If you’re going to wax on about a place’s smalltownness, @kdeleon, then tell the full story of why it is like that, no? Eagle Rock was built as a white enclave and many of those same exclusionist sentiments can be heard in the objections to the BRT project now. https://t.co/9KRXvonl9D pic.twitter.com/eUbxhbyph3
— sahra (@sahrasulaiman) May 14, 2021
The de León statement was shared in a Boulevard Sentinel article late yesterday. The Sentinel, which has emphasized voices opposed to BRT in the past, reported that de León had shared the statement on social media, but this does not appear to be the case. (There is no Facebook or Twitter post where people can respond directly to de León.)
In the statement, de León dwells mostly on the process, rather than on the substance of BRT project alternatives. He states there has been a “lack of open dialogue and… robust discussion comparing alternatives” and asks that Metro “hold a series of well-advertised and COVID-safe in-person meetings” for community feedback.
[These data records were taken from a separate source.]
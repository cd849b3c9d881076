//! Poll scheduler — keeps the session in sync with the backend while a view is mounted.
//!
//! [`PollScheduler::activate`] returns the polling task together with a
//! [`ViewHandle`]. The caller spawns the task on its local executor and keeps
//! the handle for as long as the view lives. Dropping the handle aborts the
//! task (so no further tick can fire a fetch) and closes the session (so
//! requests that were already in flight resolve into no-ops).

use std::time::Duration;

use futures::FutureExt;
use futures::future::{AbortHandle, LocalBoxFuture, abortable};

use aini_domain::error::FetchError;
use aini_domain::status::StatusSnapshot;

use crate::ports::{StatusApi, Ticker};
use crate::services::status_client::{RefreshMode, StatusClient};
use crate::session::DashboardSession;

/// Period of the background refresh.
pub const POLL_INTERVAL: Duration = Duration::from_secs(30);

/// Future driving the initial load and the periodic refresh.
pub type PollTask = LocalBoxFuture<'static, ()>;

/// Application service scheduling status refreshes for one session.
pub struct PollScheduler<A> {
    client: StatusClient<A>,
    session: DashboardSession,
}

impl<A> Clone for PollScheduler<A> {
    fn clone(&self) -> Self {
        Self {
            client: self.client.clone(),
            session: self.session.clone(),
        }
    }
}

impl<A: StatusApi + 'static> PollScheduler<A> {
    pub fn new(client: StatusClient<A>, session: DashboardSession) -> Self {
        Self { client, session }
    }

    #[must_use]
    pub fn session(&self) -> &DashboardSession {
        &self.session
    }

    /// Start polling for the view that owns this scheduler's session.
    ///
    /// The returned task performs a visible status fetch, then loads the settings
    /// snapshot once. In parallel it refreshes silently on every tick of `ticker`.
    /// A session supports a single activation: once its handle is dropped the
    /// session stays closed.
    pub fn activate<T: Ticker + 'static>(&self, mut ticker: T) -> (ViewHandle, PollTask) {
        let client = self.client.clone();
        let session = self.session.clone();

        let task = async move {
            let initial = async {
                let _ = client.refresh(&session, RefreshMode::Visible).await;
                let _ = client.load_settings(&session).await;
            };
            let periodic = async {
                loop {
                    ticker.tick().await;
                    if !session.is_open() {
                        break;
                    }
                    let _ = client.refresh(&session, RefreshMode::Silent).await;
                }
            };
            futures::join!(initial, periodic);
        };

        let (task, abort) = abortable(task);
        tracing::debug!("dashboard view activated");
        let handle = ViewHandle {
            abort,
            session: self.session.clone(),
        };
        (handle, task.map(|_| ()).boxed_local())
    }

    /// User-triggered refresh; always shows the loading indicator.
    ///
    /// Runs outside the polling task, so it is not cancelled by teardown;
    /// its result is discarded if the view is gone by the time it resolves.
    ///
    /// # Errors
    ///
    /// Returns the fetch error after recording it in the session, or
    /// [`FetchError::ViewClosed`] once the view has been deactivated.
    pub async fn refresh_now(&self) -> Result<StatusSnapshot, FetchError> {
        self.client
            .refresh(&self.session, RefreshMode::Visible)
            .await
    }
}

/// Lifetime guard of a mounted dashboard view.
///
/// Dropping it stops polling and closes the session.
#[must_use = "dropping the handle deactivates the view immediately"]
#[derive(Debug)]
pub struct ViewHandle {
    abort: AbortHandle,
    session: DashboardSession,
}

impl ViewHandle {
    /// Whether polling is still running.
    #[must_use]
    pub fn is_active(&self) -> bool {
        !self.abort.is_aborted()
    }

    /// Explicitly deactivate the view. Equivalent to dropping the handle.
    pub fn deactivate(self) {}
}

impl Drop for ViewHandle {
    fn drop(&mut self) {
        self.abort.abort();
        self.session.close();
        tracing::debug!("dashboard view deactivated");
    }
}

#[cfg(test)]
mod tests {
    use std::cell::RefCell;
    use std::rc::Rc;

    use super::*;
    use crate::testing::{FakeApi, ManualTicker, poll, settle};
    use aini_domain::server::ServerStatus;
    use aini_domain::settings::{SettingsResponse, SettingsSnapshot};
    use tokio::task::{LocalSet, spawn_local};

    fn make_scheduler() -> (FakeApi, PollScheduler<FakeApi>) {
        let api = FakeApi::default();
        let scheduler = PollScheduler::new(StatusClient::new(api.clone()), DashboardSession::new());
        (api, scheduler)
    }

    #[tokio::test]
    async fn should_load_status_with_spinner_then_settings_on_activation() {
        LocalSet::new()
            .run_until(async {
                let (api, scheduler) = make_scheduler();
                let release = api.defer_status();
                let mut env = SettingsSnapshot::default();
                env.env.insert("DEBUG".to_string(), "false".to_string());
                api.push_settings(Ok(SettingsResponse {
                    success: true,
                    settings: Some(env.clone()),
                }));
                let (_tick, ticker) = ManualTicker::new();

                let (_handle, task) = scheduler.activate(ticker);
                spawn_local(task);
                settle().await;
                assert!(scheduler.session().state().is_loading());

                release.send(Ok(poll("app-server", true, false))).unwrap();
                settle().await;

                let state = scheduler.session().state();
                assert!(!state.is_loading());
                assert_eq!(state.status.app.status, ServerStatus::Running);
                assert_eq!(state.settings, Some(env));
                assert_eq!(api.calls(), ["GET /api/status", "GET /api/settings"]);
            })
            .await;
    }

    #[tokio::test]
    async fn should_refresh_silently_on_each_tick() {
        LocalSet::new()
            .run_until(async {
                let (api, scheduler) = make_scheduler();
                let (tick, ticker) = ManualTicker::new();
                let (_handle, task) = scheduler.activate(ticker);
                spawn_local(task);
                settle().await;

                let seen = Rc::new(RefCell::new(Vec::new()));
                let sink = Rc::clone(&seen);
                scheduler
                    .session()
                    .on_change(move |state| sink.borrow_mut().push(state.is_loading()));

                api.push_status(Ok(poll("gpu-server", false, false)));
                tick.unbounded_send(()).unwrap();
                settle().await;

                let state = scheduler.session().state();
                assert!(state.status.gpu.is_running());
                assert!(!state.status.app.is_running());
                assert_eq!(*seen.borrow(), [false]);
                assert_eq!(
                    api.calls(),
                    ["GET /api/status", "GET /api/settings", "GET /api/status"]
                );
            })
            .await;
    }

    #[tokio::test]
    async fn should_not_fetch_after_deactivation() {
        LocalSet::new()
            .run_until(async {
                let (api, scheduler) = make_scheduler();
                let (tick, ticker) = ManualTicker::new();
                let (handle, task) = scheduler.activate(ticker);
                spawn_local(task);
                settle().await;
                let calls_before = api.calls().len();

                handle.deactivate();
                let _ = tick.unbounded_send(());
                settle().await;

                assert_eq!(api.calls().len(), calls_before);
                assert!(!scheduler.session().is_open());
            })
            .await;
    }

    #[tokio::test]
    async fn should_not_fetch_on_manual_refresh_after_deactivation() {
        LocalSet::new()
            .run_until(async {
                let (api, scheduler) = make_scheduler();
                let (_tick, ticker) = ManualTicker::new();
                let (handle, task) = scheduler.activate(ticker);
                spawn_local(task);
                settle().await;
                let calls_before = api.calls().len();

                handle.deactivate();
                let result = scheduler.refresh_now().await;

                assert_eq!(result, Err(FetchError::ViewClosed));
                assert_eq!(api.calls().len(), calls_before);
            })
            .await;
    }

    #[tokio::test]
    async fn should_ignore_response_resolving_after_teardown() {
        LocalSet::new()
            .run_until(async {
                let (api, scheduler) = make_scheduler();
                let (_tick, ticker) = ManualTicker::new();
                let (handle, task) = scheduler.activate(ticker);
                spawn_local(task);
                settle().await;

                let updates = Rc::new(RefCell::new(0_u32));
                let counter = Rc::clone(&updates);
                scheduler
                    .session()
                    .on_change(move |_| *counter.borrow_mut() += 1);

                let release = api.defer_status();
                let manual = scheduler.clone();
                let pending = spawn_local(async move { manual.refresh_now().await });
                settle().await;
                let before = scheduler.session().state();
                let updates_before = *updates.borrow();

                drop(handle);
                release
                    .send(Ok(poll("app-server, gpu-server", true, true)))
                    .unwrap();
                let result = pending.await.unwrap();

                assert_eq!(result, Err(FetchError::ViewClosed));
                assert_eq!(scheduler.session().state(), before);
                assert_eq!(*updates.borrow(), updates_before);
            })
            .await;
    }

    #[tokio::test]
    async fn should_keep_polling_after_a_failed_tick() {
        LocalSet::new()
            .run_until(async {
                let (api, scheduler) = make_scheduler();
                api.push_status(Ok(poll("app-server", true, true)));
                let (tick, ticker) = ManualTicker::new();
                let (_handle, task) = scheduler.activate(ticker);
                spawn_local(task);
                settle().await;

                api.push_status(Err(FetchError::Transport("timed out".to_string())));
                tick.unbounded_send(()).unwrap();
                settle().await;

                let state = scheduler.session().state();
                assert!(state.status.app.is_running());
                assert_eq!(state.last_error.as_deref(), Some("request failed: timed out"));

                api.push_status(Ok(poll("", false, false)));
                tick.unbounded_send(()).unwrap();
                settle().await;

                let state = scheduler.session().state();
                assert!(!state.status.app.is_running());
                assert!(state.last_error.is_none());
            })
            .await;
    }

    #[tokio::test]
    async fn should_let_last_resolved_refresh_win() {
        LocalSet::new()
            .run_until(async {
                let (api, scheduler) = make_scheduler();
                let (_tick, ticker) = ManualTicker::new();
                let (_handle, task) = scheduler.activate(ticker);
                spawn_local(task);
                settle().await;

                let first = api.defer_status();
                let second = api.defer_status();
                let a = scheduler.clone();
                let b = scheduler.clone();
                spawn_local(async move { a.refresh_now().await });
                spawn_local(async move { b.refresh_now().await });
                settle().await;
                assert!(scheduler.session().state().is_loading());

                second.send(Ok(poll("gpu-server", false, false))).unwrap();
                settle().await;
                assert!(scheduler.session().state().is_loading());

                first.send(Ok(poll("app-server", true, false))).unwrap();
                settle().await;

                let state = scheduler.session().state();
                assert!(!state.is_loading());
                assert!(state.status.app.is_running());
                assert!(!state.status.gpu.is_running());
            })
            .await;
    }

    #[test]
    fn should_poll_every_thirty_seconds() {
        assert_eq!(POLL_INTERVAL, Duration::from_millis(30_000));
    }
}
I have yet to see @metrolosangeles for this, or any project, cite meetings or opinion surveys of riders of specific transit lines along the corridors in question. They do generalized rider opinion surveys, but when it comes to slides in a deck showing outreach, I’ve never seen it https://t.co/7jbgNxzpvn
— Mehmet Berker (@mehmetikberker) May 14, 2021
Metro has been holding meetings about this project since the middle of 2019 (and even before that.) And they haven’t been pretty. Transit supporters – who were boo-ed, shouted at, harassed, and heard ethnic slurs – described earlier meetings as “toxic” and “exhausting.” In-person meetings have elevated NIMBY voices and have not been good settings for getting input from people who actually ride transit. Metro actually had to retool its meeting format in order to tone down Eagle Rock hostility. Even last month, Metro’s virtual input meeting for this project included plenty of condescending public comments about how only homeowner concerns were legitimate, and how others were not “true stakeholders.”
Metro was due to approve the BRT project this month. More meetings may not kill the project, but would unnecessarily delay it.
Kevin de León campaigned as leader who would address climate issues, support zero-emission transportation, and invest in public transit. With yesterday’s statement, it appears that he now siding with reactionary anti-transit voices, rather than those working in support of the livable future he once espoused. There is open speculation that de León is eager to seek higher office, likely entering the race for Los Angeles Mayor, which would give him four votes on the Metro board. His inability to support transit riders in Eagle Rock doesn’t bode well for how he might treat transit riders throughout the county.
Will a few more meetings convince the councilmember to support equity, the environment, and effective transit? Time will tell.